## What is required
In the material below, find each line with the string "EmulationIrq" and copy it.

## Data supplied
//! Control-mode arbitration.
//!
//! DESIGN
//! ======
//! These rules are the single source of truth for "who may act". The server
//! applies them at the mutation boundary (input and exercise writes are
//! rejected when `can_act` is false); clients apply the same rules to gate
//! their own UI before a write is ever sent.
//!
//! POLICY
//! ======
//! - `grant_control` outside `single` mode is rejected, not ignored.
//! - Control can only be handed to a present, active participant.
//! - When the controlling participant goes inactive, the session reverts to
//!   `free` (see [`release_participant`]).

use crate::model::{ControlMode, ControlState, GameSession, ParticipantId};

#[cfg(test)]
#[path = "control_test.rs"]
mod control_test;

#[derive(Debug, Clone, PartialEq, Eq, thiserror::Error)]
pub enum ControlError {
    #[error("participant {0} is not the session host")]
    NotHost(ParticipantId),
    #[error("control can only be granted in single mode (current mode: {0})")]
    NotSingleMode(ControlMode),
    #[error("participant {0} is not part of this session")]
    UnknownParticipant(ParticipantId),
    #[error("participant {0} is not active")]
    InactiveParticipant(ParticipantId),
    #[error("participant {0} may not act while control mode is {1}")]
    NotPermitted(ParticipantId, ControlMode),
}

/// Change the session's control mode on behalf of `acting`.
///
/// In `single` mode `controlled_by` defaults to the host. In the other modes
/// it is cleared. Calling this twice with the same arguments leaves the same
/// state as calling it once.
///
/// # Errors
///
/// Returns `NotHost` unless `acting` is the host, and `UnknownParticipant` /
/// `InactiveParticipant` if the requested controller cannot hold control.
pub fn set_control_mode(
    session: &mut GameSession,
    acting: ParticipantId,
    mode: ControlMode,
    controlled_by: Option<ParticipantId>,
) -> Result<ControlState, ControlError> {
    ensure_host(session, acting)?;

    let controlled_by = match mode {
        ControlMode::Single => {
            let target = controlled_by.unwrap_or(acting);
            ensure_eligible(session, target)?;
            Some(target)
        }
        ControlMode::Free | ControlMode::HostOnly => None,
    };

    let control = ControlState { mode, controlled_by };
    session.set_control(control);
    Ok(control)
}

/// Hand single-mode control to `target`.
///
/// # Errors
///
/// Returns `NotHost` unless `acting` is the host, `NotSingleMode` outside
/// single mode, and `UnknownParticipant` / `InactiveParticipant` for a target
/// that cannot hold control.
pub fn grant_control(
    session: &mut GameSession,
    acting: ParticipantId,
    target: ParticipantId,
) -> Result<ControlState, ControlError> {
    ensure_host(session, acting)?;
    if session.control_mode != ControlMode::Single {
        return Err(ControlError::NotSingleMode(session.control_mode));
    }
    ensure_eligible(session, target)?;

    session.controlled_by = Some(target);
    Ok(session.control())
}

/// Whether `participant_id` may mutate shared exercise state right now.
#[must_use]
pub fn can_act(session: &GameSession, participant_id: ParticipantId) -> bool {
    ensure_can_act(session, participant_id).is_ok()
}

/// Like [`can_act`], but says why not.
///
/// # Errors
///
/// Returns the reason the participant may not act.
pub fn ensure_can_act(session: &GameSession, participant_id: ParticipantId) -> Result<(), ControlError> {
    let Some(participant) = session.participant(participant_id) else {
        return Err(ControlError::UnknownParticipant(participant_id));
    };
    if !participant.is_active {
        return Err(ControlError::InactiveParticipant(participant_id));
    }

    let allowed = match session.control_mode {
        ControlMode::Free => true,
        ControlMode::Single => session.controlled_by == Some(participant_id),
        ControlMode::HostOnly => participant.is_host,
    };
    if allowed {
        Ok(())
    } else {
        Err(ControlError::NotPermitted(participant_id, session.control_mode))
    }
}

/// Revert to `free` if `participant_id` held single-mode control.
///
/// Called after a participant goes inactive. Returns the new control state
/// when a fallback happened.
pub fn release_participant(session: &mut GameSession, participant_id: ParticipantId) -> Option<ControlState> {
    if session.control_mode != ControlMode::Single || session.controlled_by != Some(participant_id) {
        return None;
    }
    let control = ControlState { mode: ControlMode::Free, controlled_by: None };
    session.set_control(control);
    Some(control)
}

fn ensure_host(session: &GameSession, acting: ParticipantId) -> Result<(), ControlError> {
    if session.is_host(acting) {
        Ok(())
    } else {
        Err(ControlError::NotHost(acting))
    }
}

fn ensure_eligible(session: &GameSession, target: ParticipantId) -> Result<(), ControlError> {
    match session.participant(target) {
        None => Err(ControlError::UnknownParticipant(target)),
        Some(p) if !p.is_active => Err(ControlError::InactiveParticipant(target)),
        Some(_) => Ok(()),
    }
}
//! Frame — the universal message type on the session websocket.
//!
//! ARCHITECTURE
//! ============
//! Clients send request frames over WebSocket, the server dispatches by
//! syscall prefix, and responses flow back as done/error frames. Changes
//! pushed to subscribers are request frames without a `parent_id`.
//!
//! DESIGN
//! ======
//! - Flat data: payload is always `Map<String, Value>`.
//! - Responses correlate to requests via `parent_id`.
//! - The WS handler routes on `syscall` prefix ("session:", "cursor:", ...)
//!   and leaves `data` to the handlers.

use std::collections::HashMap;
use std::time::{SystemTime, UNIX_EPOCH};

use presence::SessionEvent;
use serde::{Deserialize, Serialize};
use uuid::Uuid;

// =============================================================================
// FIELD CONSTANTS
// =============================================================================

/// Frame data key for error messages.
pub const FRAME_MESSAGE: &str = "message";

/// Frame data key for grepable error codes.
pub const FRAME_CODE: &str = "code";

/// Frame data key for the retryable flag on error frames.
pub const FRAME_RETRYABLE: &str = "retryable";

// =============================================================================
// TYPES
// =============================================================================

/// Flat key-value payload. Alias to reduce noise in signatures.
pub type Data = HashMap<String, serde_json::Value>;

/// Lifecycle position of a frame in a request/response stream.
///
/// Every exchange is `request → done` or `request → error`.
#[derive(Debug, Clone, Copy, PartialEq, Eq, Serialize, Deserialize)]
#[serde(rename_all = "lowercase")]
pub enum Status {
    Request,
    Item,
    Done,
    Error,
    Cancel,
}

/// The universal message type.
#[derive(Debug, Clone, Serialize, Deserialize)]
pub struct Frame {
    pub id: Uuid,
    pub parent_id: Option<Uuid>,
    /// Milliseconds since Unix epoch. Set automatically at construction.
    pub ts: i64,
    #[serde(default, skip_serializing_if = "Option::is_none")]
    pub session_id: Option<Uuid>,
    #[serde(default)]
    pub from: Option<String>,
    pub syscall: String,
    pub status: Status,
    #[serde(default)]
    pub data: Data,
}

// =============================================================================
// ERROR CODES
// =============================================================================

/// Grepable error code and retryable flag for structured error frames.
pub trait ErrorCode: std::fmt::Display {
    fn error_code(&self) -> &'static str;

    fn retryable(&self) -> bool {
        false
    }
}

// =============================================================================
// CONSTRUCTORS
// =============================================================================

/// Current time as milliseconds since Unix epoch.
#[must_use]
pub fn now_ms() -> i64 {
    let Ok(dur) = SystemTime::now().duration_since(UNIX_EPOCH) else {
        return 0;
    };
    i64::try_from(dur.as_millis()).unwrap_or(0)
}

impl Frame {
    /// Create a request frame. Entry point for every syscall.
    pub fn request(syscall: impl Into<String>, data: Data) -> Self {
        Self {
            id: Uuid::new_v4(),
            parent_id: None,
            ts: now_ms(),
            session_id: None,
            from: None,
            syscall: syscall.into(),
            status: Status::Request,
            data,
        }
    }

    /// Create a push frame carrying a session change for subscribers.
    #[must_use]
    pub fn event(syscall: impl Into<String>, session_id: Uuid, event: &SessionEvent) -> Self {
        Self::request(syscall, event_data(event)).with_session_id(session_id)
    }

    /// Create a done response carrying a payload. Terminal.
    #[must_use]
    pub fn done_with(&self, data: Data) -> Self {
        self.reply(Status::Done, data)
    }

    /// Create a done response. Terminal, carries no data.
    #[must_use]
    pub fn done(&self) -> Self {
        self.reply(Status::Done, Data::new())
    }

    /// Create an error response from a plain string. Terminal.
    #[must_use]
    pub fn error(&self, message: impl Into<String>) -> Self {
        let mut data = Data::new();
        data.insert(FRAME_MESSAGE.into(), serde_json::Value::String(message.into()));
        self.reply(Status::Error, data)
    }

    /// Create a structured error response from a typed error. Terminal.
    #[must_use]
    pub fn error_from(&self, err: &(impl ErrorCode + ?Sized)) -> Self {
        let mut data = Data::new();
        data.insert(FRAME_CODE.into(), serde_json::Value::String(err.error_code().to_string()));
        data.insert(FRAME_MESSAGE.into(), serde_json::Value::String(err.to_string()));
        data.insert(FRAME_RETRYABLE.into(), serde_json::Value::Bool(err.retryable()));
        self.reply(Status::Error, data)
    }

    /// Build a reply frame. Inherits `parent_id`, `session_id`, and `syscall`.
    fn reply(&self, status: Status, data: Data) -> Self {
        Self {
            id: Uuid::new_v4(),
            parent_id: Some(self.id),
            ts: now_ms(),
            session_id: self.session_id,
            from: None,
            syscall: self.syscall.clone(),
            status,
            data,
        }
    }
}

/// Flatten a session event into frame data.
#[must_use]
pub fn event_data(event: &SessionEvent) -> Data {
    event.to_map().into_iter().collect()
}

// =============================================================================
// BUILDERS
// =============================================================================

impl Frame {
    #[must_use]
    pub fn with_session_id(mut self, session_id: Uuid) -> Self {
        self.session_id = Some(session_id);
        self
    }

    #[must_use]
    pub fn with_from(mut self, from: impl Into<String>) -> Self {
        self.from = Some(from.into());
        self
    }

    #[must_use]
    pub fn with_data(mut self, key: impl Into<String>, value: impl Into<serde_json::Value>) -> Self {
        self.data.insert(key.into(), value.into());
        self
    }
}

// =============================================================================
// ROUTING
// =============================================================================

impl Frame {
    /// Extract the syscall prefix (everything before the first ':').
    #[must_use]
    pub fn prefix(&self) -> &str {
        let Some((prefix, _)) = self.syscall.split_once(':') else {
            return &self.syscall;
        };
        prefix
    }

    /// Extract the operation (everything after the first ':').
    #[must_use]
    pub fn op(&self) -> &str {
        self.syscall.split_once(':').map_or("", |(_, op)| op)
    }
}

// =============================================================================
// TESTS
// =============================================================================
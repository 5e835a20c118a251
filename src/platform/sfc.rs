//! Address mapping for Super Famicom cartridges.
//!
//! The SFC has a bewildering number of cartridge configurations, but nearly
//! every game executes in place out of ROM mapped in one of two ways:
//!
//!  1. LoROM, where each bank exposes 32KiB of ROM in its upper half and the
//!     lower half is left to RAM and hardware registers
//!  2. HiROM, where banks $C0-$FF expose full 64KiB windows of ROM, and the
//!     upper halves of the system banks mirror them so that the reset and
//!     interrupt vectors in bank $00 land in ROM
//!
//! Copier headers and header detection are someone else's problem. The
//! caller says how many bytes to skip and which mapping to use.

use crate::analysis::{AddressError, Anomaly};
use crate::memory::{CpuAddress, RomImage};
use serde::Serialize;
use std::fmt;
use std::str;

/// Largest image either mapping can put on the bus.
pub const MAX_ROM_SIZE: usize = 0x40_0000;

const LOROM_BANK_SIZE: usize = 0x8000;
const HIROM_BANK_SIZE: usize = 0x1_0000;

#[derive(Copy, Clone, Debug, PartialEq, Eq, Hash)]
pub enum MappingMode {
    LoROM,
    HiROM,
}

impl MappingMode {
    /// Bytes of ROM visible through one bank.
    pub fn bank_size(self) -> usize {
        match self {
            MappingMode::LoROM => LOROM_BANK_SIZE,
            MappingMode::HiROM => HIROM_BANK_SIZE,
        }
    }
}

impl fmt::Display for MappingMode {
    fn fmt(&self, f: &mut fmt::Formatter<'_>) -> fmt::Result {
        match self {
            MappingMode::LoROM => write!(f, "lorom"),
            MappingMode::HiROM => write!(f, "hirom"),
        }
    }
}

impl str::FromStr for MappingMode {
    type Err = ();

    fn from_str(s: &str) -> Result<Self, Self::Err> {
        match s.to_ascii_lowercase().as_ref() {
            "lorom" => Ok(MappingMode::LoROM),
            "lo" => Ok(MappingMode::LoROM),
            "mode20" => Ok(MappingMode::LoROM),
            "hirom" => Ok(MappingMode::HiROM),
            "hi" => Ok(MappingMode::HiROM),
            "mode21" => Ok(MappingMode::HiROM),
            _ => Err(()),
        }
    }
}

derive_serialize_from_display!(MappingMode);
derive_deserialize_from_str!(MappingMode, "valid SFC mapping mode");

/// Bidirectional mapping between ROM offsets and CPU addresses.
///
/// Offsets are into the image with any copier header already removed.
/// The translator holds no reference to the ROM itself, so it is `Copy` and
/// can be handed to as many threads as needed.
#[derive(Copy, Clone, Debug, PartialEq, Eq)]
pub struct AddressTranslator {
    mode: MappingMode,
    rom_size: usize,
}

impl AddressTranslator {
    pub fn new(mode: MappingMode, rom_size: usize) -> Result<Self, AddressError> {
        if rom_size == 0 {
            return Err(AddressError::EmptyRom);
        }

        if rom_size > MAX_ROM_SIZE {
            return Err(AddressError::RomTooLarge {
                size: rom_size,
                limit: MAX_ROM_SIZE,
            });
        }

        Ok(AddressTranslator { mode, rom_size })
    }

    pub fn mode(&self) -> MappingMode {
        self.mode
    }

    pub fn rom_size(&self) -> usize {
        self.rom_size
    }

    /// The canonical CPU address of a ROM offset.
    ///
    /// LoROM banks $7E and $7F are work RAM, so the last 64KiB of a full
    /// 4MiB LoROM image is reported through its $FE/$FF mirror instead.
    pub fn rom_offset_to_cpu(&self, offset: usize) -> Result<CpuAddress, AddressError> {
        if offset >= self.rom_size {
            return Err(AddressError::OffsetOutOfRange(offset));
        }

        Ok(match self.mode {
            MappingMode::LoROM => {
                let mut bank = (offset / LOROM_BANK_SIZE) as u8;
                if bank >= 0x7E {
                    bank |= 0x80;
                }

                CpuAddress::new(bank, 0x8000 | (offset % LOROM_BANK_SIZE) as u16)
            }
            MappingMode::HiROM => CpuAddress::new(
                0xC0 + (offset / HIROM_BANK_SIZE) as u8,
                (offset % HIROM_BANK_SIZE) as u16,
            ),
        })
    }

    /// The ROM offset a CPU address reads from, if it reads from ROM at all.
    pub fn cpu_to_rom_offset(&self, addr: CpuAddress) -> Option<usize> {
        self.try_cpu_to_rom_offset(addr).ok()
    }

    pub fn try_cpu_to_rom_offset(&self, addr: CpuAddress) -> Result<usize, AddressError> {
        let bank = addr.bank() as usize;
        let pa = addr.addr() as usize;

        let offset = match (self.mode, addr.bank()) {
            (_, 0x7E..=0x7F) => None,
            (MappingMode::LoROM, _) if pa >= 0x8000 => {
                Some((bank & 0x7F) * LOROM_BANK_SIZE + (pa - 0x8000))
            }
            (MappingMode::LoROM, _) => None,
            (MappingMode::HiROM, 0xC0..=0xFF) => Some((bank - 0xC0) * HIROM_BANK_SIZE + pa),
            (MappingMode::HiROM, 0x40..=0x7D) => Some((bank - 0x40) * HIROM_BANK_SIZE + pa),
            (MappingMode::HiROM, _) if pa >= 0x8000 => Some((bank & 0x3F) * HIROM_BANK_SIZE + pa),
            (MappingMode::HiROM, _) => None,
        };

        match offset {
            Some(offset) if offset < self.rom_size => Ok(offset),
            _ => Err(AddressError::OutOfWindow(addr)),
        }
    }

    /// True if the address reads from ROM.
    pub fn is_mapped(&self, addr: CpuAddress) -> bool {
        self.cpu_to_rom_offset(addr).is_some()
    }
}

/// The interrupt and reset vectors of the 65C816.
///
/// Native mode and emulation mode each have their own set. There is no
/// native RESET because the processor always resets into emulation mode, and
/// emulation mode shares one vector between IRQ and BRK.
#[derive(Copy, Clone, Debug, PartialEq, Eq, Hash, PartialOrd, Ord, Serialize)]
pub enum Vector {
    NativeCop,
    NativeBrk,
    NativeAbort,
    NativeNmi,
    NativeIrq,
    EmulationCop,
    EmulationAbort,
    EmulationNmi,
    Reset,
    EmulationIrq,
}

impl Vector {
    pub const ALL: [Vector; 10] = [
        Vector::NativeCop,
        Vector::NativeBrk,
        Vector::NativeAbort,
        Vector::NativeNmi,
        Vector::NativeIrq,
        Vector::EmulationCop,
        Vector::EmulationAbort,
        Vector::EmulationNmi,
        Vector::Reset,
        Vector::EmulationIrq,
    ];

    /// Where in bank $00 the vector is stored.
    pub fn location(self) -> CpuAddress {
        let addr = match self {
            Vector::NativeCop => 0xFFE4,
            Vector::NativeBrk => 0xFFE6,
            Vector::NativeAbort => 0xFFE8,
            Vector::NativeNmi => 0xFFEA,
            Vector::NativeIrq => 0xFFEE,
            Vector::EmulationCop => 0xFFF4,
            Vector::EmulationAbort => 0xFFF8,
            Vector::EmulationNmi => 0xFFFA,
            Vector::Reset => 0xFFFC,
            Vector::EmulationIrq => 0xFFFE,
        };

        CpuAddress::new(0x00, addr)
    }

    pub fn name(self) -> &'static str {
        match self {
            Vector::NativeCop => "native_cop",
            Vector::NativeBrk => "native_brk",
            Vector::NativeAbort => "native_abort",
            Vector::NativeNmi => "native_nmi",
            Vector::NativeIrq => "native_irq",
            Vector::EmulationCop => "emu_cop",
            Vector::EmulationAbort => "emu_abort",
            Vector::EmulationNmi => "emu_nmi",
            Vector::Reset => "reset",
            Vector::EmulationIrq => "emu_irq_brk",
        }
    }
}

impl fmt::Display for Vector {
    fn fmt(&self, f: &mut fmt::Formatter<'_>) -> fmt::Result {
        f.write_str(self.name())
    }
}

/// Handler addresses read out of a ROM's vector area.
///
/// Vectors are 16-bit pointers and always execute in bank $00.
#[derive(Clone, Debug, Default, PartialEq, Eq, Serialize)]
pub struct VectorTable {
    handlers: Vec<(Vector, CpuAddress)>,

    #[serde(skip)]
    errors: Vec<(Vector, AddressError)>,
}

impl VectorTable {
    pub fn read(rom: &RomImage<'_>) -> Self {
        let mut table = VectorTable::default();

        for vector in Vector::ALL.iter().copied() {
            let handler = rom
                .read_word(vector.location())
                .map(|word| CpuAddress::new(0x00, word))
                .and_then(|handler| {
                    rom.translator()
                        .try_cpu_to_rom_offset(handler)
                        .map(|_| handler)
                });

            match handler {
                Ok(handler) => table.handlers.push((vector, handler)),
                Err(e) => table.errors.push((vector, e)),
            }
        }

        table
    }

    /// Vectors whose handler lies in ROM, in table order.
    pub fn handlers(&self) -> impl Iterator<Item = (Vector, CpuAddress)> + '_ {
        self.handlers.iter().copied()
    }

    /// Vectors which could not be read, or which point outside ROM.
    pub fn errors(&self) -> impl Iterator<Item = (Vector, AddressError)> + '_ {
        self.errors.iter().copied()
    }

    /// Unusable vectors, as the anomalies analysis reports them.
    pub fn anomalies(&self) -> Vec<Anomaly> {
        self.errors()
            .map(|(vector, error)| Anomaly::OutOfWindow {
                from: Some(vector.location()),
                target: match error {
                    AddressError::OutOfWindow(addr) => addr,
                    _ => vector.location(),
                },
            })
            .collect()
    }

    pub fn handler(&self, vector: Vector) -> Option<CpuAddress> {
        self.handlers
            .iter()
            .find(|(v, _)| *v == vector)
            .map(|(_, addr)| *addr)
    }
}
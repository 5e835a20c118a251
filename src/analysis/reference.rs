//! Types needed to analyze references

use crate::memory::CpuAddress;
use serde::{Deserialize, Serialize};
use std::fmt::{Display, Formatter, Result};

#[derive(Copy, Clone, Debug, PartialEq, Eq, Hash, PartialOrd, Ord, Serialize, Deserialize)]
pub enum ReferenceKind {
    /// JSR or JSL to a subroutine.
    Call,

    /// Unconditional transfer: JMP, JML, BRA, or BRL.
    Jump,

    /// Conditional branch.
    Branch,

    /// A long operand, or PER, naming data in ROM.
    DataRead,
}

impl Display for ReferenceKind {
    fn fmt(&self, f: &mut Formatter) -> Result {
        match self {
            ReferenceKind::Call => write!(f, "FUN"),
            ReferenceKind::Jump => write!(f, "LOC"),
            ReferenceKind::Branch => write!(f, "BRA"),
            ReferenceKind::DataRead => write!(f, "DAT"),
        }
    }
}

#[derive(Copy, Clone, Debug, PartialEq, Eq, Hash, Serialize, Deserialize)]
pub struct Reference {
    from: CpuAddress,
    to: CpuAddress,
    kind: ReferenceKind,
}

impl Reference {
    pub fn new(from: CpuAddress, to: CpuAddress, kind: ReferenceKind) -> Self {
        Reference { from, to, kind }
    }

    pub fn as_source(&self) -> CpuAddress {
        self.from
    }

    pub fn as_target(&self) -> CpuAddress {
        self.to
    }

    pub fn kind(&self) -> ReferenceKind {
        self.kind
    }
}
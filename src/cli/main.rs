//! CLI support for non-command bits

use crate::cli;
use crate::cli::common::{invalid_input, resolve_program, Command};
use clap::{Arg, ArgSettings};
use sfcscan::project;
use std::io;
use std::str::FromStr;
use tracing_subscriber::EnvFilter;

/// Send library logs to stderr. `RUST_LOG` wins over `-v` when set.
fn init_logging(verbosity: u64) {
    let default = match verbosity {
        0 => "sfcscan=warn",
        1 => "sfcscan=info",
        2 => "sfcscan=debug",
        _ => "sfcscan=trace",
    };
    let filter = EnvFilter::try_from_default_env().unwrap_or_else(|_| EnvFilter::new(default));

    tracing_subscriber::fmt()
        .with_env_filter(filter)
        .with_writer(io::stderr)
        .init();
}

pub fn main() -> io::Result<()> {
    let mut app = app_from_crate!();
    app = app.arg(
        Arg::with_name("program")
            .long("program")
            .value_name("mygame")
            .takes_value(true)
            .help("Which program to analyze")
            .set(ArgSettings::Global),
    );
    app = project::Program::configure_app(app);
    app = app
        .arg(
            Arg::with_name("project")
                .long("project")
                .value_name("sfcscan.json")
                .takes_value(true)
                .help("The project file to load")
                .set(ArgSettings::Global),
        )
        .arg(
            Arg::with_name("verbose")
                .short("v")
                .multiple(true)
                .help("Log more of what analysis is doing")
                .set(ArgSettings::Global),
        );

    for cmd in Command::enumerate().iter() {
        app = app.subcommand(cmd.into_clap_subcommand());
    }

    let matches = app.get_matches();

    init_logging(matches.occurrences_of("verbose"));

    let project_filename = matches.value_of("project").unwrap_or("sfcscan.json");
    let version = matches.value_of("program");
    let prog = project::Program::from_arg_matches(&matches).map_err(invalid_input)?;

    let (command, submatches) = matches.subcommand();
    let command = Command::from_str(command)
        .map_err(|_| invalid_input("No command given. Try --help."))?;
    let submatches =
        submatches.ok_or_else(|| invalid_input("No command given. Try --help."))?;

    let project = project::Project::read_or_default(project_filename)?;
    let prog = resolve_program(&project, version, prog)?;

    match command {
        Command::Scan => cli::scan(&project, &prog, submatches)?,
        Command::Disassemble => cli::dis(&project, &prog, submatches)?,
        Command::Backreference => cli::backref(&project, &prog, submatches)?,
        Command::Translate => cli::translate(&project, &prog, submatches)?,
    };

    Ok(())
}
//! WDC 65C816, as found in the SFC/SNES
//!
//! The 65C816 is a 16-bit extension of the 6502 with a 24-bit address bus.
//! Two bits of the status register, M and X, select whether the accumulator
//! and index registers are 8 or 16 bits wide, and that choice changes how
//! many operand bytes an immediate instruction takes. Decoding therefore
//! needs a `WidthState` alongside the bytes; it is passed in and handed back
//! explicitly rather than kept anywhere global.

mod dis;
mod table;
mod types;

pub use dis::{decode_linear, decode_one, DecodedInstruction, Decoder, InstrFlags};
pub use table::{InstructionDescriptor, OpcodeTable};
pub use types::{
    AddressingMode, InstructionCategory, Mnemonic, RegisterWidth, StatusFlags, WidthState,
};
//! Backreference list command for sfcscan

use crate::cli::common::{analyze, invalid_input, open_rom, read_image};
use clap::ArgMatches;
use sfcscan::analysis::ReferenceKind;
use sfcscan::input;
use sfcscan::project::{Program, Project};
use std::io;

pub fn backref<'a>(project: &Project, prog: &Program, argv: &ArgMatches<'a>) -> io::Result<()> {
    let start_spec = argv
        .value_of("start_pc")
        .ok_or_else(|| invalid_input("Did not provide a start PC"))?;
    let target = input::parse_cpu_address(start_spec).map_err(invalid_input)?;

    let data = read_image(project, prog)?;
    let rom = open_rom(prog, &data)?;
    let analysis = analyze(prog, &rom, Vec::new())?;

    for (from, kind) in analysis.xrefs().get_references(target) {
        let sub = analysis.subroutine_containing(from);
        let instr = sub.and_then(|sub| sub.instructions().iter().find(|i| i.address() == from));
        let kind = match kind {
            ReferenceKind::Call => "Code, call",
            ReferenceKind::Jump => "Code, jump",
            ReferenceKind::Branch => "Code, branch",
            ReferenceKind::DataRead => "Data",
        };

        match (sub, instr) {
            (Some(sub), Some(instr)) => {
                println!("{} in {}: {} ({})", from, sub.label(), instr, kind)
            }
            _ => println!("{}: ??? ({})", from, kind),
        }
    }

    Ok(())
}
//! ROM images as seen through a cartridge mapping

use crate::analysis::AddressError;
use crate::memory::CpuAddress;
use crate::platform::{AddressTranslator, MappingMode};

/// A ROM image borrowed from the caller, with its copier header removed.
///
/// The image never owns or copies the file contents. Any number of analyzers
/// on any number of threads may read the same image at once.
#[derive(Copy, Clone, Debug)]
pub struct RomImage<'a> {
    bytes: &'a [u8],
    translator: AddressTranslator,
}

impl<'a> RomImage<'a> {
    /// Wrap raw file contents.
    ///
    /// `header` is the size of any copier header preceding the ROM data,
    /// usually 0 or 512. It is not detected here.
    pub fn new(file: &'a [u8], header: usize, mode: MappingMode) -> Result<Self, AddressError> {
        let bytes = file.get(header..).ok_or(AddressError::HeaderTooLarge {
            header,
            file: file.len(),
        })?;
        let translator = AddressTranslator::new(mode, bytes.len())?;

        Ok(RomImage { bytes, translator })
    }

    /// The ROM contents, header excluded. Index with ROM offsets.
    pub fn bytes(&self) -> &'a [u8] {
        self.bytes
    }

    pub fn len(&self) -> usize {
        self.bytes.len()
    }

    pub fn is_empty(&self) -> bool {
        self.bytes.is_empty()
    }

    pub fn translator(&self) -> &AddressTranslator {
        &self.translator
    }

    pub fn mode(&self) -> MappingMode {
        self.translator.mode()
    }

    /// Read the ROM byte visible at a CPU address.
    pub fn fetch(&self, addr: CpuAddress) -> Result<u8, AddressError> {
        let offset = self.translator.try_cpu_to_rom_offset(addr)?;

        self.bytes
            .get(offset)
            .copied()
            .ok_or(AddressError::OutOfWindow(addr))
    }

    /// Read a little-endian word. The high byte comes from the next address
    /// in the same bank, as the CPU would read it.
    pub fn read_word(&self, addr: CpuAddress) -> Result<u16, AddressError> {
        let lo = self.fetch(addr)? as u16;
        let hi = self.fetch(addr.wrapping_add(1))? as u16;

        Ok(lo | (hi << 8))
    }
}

## Exercise response
    EmulationIrq,
        Vector::EmulationIrq,
            Vector::EmulationIrq => 0xFFFE,
            Vector::EmulationIrq => "emu_irq_brk",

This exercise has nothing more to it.